2. On 08/07/2025 between 8:55 A.M. and 9:05 A.M. observation revealed that the automatic dialer component of the facility fire alarm system, when placed in trouble by disconnecting the dedicated phone lines in the main fire alarm control unit located in the central utility plant room, did not annunciate a distinctive audible trouble signal nor a visible signal at the main fire alarm control panel (FACP). When interviewed on 08/07/2025 between 9 A.M. and 9:05 A.M, Staff M1 (electrical technician) stated that remote annunciator panels located in emergency department and two other locations, where the trouble signal is likely to be heard, did not annunciate visual and audible trouble signals.
When Staff M1 was asked on 08/07/25 at 9:51 A.M. whether the fire alarm remote supervising station received a trouble signal from the phone line disconnection test performed on 08/07/25 at 8:55 A.M, Staff M1 stated that the Banco company, who monitored the fire alarm system, did not receive trouble signals from the phone line failure test.
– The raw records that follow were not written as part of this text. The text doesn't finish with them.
//! Knowledge block for the generation prompt

use std::collections::HashSet;

use tracing::{debug, warn};

use crate::core::entry::{ScoredEntry, Source};

/// Context longer than this (in characters) is cut off
pub const MAX_CONTEXT_CHARS: usize = 1500;

/// Render retrieval hits as prompt context
///
/// Document blocks come first; user-derived blocks follow under their own
/// heading. Hits without answer and context are skipped, as are hits whose
/// answer (or context, for chunks) was already rendered. Returns `None`
/// when nothing is left to render.
pub fn assemble_context(results: &[ScoredEntry]) -> Option<String> {
    let mut seen = HashSet::new();
    let mut documents = String::new();
    let mut user = String::new();

    for (i, hit) in results.iter().enumerate() {
        let entry = &hit.entry;
        let key = match (entry.answer.as_deref(), entry.context.as_deref()) {
            (Some(a), _) if !a.trim().is_empty() => a,
            (_, Some(c)) if !c.trim().is_empty() => c,
            _ => {
                warn!(id = entry.id, "hit without answer or context, not rendered");
                continue;
            }
        };
        if !seen.insert(key) {
            debug!(id = entry.id, "duplicate answer, not rendered");
            continue;
        }

        let target = match entry.source {
            Source::Document => &mut documents,
            Source::User => &mut user,
        };
        target.push_str(&format!("\nЗапись {} (схожесть: {:.2}):\n", i + 1, hit.score));
        if let Some(ctx) = entry.context.as_deref().filter(|c| !c.trim().is_empty()) {
            target.push_str(&format!("Контекст: {}\n", truncate(ctx, MAX_CONTEXT_CHARS)));
        }
        if let (Some(q), Some(a)) = (entry.question.as_deref(), entry.answer.as_deref()) {
            target.push_str(&format!("Вопрос: {}\nОтвет: {}\n", q, a));
        }
        if !entry.tags.is_empty() {
            target.push_str(&format!("Теги: {}\n", entry.tags_joined()));
        }
        target.push_str(&format!("Источник: {}\n", entry.source));
    }

    if documents.is_empty() && user.is_empty() {
        return None;
    }

    let mut context = String::from("Контекст из базы знаний:\n");
    context.push_str(&documents);
    if !user.is_empty() {
        context.push_str("\nДанные от пользователей:\n");
        context.push_str(&user);
    }
    Some(context)
}

fn truncate(text: &str, max_chars: usize) -> String {
    match text.char_indices().nth(max_chars) {
        Some((byte_idx, _)) => format!("{}...", &text[..byte_idx]),
        None => text.to_string(),
    }
}

#[cfg(test)]
mod tests {
    use super::*;
    use crate::core::entry::KnowledgeEntry;
    use chrono::Utc;
    use std::collections::BTreeSet;

    fn hit(
        id: i64,
        q: Option<&str>,
        a: Option<&str>,
        ctx: Option<&str>,
        source: Source,
        score: f32,
    ) -> ScoredEntry {
        ScoredEntry {
            entry: KnowledgeEntry {
                id,
                question: q.map(String::from),
                answer: a.map(String::from),
                context: ctx.map(String::from),
                embedding: Vec::new(),
                last_used: Utc::now(),
                usage_count: 1,
                source,
                tags: if source == Source::Document {
                    BTreeSet::from(["immunity".to_string()])
                } else {
                    BTreeSet::new()
                },
            },
            score,
            similarity: score,
            keyword_group: None,
        }
    }

    #[test]
    fn test_empty_results() {
        assert!(assemble_context(&[]).is_none());
        assert!(assemble_context(&[hit(1, Some("q"), None, None, Source::User, 0.9)]).is_none());
    }

    #[test]
    fn test_documents_first_then_user_section() {
        let results = vec![
            hit(1, Some("Как спать?"), Some("Магний"), None, Source::User, 0.91),
            hit(2, None, None, Some("Витамин С для иммунитета"), Source::Document, 0.85),
        ];
        let context = assemble_context(&results).unwrap();

        let doc_pos = context.find("Витамин С для иммунитета").unwrap();
        let user_heading = context.find("Данные от пользователей:").unwrap();
        let user_pos = context.find("Ответ: Магний").unwrap();
        assert!(context.starts_with("Контекст из базы знаний:"));
        assert!(doc_pos < user_heading && user_heading < user_pos);
        assert!(context.contains("Запись 2 (схожесть: 0.85)"));
        assert!(context.contains("Теги: immunity"));
        assert!(context.contains("Источник: document"));
    }

    #[test]
    fn test_duplicate_answers_rendered_once() {
        let results = vec![
            hit(1, Some("q1"), Some("same"), None, Source::User, 0.9),
            hit(2, Some("q2"), Some("same"), None, Source::User, 0.8),
        ];
        let context = assemble_context(&results).unwrap();
        assert_eq!(context.matches("Ответ: same").count(), 1);
        assert!(!context.contains("Запись 2"));
    }

    #[test]
    fn test_long_context_truncated() {
        let long = "ж".repeat(MAX_CONTEXT_CHARS + 10);
        let results = [hit(1, None, None, Some(&long), Source::Document, 0.8)];
        let context = assemble_context(&results).unwrap();
        let expected = format!("Контекст: {}...", "ж".repeat(MAX_CONTEXT_CHARS));
        assert!(context.contains(&expected));
        assert!(!context.contains(&"ж".repeat(MAX_CONTEXT_CHARS + 1)));
    }
}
The above deficient practice was verified with Staff DD and M1 at the time of discovery.
Tag No.: K0920
Based on observation and staff interview, the facility failed to properly maintain electrical devices in accordance with NFPA 99, 2012 edition, 10.2.3.6; NFPA 101, 2012 edition, Sections 18.5.1.1 and 9.1.2, and NFPA 70, 2011 edition, Sections 400.8, 590.2(B). This deficiency could affect an undetermined number of staff and patients receiving care in the facility.
Findings include
On 08/06/2025 at 10:36 A.M., observation in the Exam Room HN 1.F106 adjacent to stress testing room revealed that the power supply cord of the Plethysmograph equipment was plugged into a multi-outlet power strip device, and not into the wall receptacles in fixed wiring of building structure.
The above finding was confirmed by interview with Staff DD (building services manager) and M4 (facilities system manager) at the time of discovery, and Staff A, NN, M, M5, YY, FF, R, XX, W, VV, WW, and Staff M2 and M3 in exit interview.